ロイド・オースティン米国防長官や米軍制服組トップのチャールズ・ブラウン統合参謀本部議長も「原爆が戦争を終わらせた」という点については同意した。
日本の上川陽子外相は「中東情勢の文脈で、原爆投下を引用した議論を提起したことは受け入れることはできない。核兵器の使用は人道精神に合致しないもので、発言は不適切」と批判。米側に日本側の立場を申し入れたことを明らかにした。
アジア太平洋地域の国際関係に詳しいロシア戦略研究所のウラジーミル・テレホフ氏は、スプートニクに対し、原爆投下の認識をめぐる議論について次のように指摘する。
「原爆投下は、実際に太平洋戦争を終結させるうえで決定的だった。 ともかく、日本軍司令部の士気を大いに低下させた。

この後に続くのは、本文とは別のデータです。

//! Cart route handlers.
//!
//! Cart operations use HTMX for dynamic updates without full page reloads.
//! The cart itself is stored in the session; adding an item answers with the
//! header badge and an `HX-Trigger: cart-updated` header so the floating cart
//! refreshes too.

use axum::{
    Form,
    extract::State,
    response::{AppendHeaders, Html, IntoResponse, Response},
};
use serde::Deserialize;
use solestyle_core::CartLine;
use solestyle_core::logic::{OptionSelection, ProductLogic};
use tower_sessions::Session;
use tracing::instrument;

use crate::components::{CartCount, CartPanel, FloatingCart};
use crate::error::{AppError, Result, add_breadcrumb};
use crate::middleware::{CartContext, load_cart, save_cart};
use crate::state::AppState;

/// Most units of one item a single add can request.
const MAX_ADD_QUANTITY: u32 = 10;

/// Add to cart form data.
#[derive(Debug, Deserialize)]
pub struct AddToCartForm {
    pub product_id: String,
    #[serde(default)]
    pub variant_id: Option<String>,
    pub quantity: Option<u32>,
}

/// Add item to cart (HTMX).
///
/// The add is re-validated against the catalog: products that are out of
/// stock, or that have options but no matching variant, are rejected.
#[instrument(skip(state, session))]
pub async fn add(
    State(state): State<AppState>,
    session: Session,
    Form(form): Form<AddToCartForm>,
) -> Result<Response> {
    let quantity = form.quantity.unwrap_or(1).clamp(1, MAX_ADD_QUANTITY);

    let products = state.catalog().catalog().products().await?;
    let product = products
        .iter()
        .find(|p| p.id.as_str() == form.product_id)
        .ok_or_else(|| AppError::NotFound(format!("Product {}", form.product_id)))?;

    let variant_id = form.variant_id.as_deref().filter(|id| !id.trim().is_empty());
    let selection = match variant_id {
        Some(id) => {
            let variant = product
                .variants
                .iter()
                .find(|v| v.id.as_str() == id)
                .ok_or_else(|| AppError::BadRequest(format!("Unknown variant {id}")))?;
            variant
                .options
                .iter()
                .fold(OptionSelection::new(), |sel, (name, value)| sel.with(name, value))
        }
        None => OptionSelection::new(),
    };

    let logic = ProductLogic::resolve(product, selection);
    if !logic.can_add_to_cart {
        return Err(AppError::BadRequest(format!(
            "{} cannot be added to the cart",
            product.title
        )));
    }

    let variant = logic.matching_variant;
    let line = CartLine {
        product_id: product.id.clone(),
        variant_id: variant.map(|v| v.id.clone()),
        title: product.title.clone(),
        variant_title: variant
            .filter(|_| logic.has_variants)
            .map(|v| product.variant_label(v)),
        unit_price: logic.current_price,
        image: logic.display_image().map(String::from),
        quantity,
    };

    let mut cart = load_cart(&session).await;
    cart.add(line);
    save_cart(&session, &cart).await?;

    add_breadcrumb(
        "cart",
        "Added to cart",
        Some(&[("product_id", product.id.as_str())]),
    );
    tracing::info!(
        product_id = %product.id,
        quantity,
        total_items = cart.total_items(),
        "Added to cart"
    );

    Ok((
        AppendHeaders([("HX-Trigger", "cart-updated")]),
        CartCount::new(cart.total_items()),
    )
        .into_response())
}

/// Cart count badge fragment (HTMX).
pub async fn count(cart: CartContext) -> CartCount {
    CartCount::new(cart.total_items())
}

/// Floating cart fragment (HTMX).
pub async fn floating(cart: CartContext) -> FloatingCart {
    FloatingCart::new(&cart)
}

/// Cart panel fragment, the open-cart action (HTMX).
pub async fn panel(cart: CartContext) -> CartPanel {
    CartPanel::new(cart.cart())
}

/// Empty fragment that closes the cart panel (HTMX).
pub async fn close_panel() -> Html<&'static str> {
    Html("")
}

元防衛大臣である久間章生氏でさえ認めている。彼は2007年、原爆投下は戦争終結に貢献し、日本をソ連の占領から救ったので、米国を恨んでいないと言った。この発言は被爆者団体や野党の怒りを買い、彼は大臣の座を追われた。原爆投下は戦争終結をもたらしたわけではない、だが、戦争を終結に近づけたことは確かだ」
テレホフ氏は、もちろんグラハム議員の発言は非倫理的であり、核兵器の使用を正当化することはできないと指摘。一方、今回の発言が日米関係に影響を与えることはないとも説明する。
「そもそも彼は極端なタカ派として知られている。しかも、日米関係においては何者でもない。米政府は日本との関係を重視しており、1人のタカ派の発言で影響を受けることはない。
だが、このテーマは日本人にとっては非常にデリケートで苦痛を伴うもので、米国はこの話題を避けようとしている。2016年にオバマ前大統領が広島を訪問したとき、原爆資料館を訪れた。そこには原爆投下によって被爆した地元住民の苦しみ、衝撃的な展示があった。報道の立ち入りが禁止されていたので、オバマ氏がそれらを見た後の反応は不明だ。オバマ氏は、核兵器が必要とされない世界を作りたいと語ったものの、日本の人々に謝罪することはなかった。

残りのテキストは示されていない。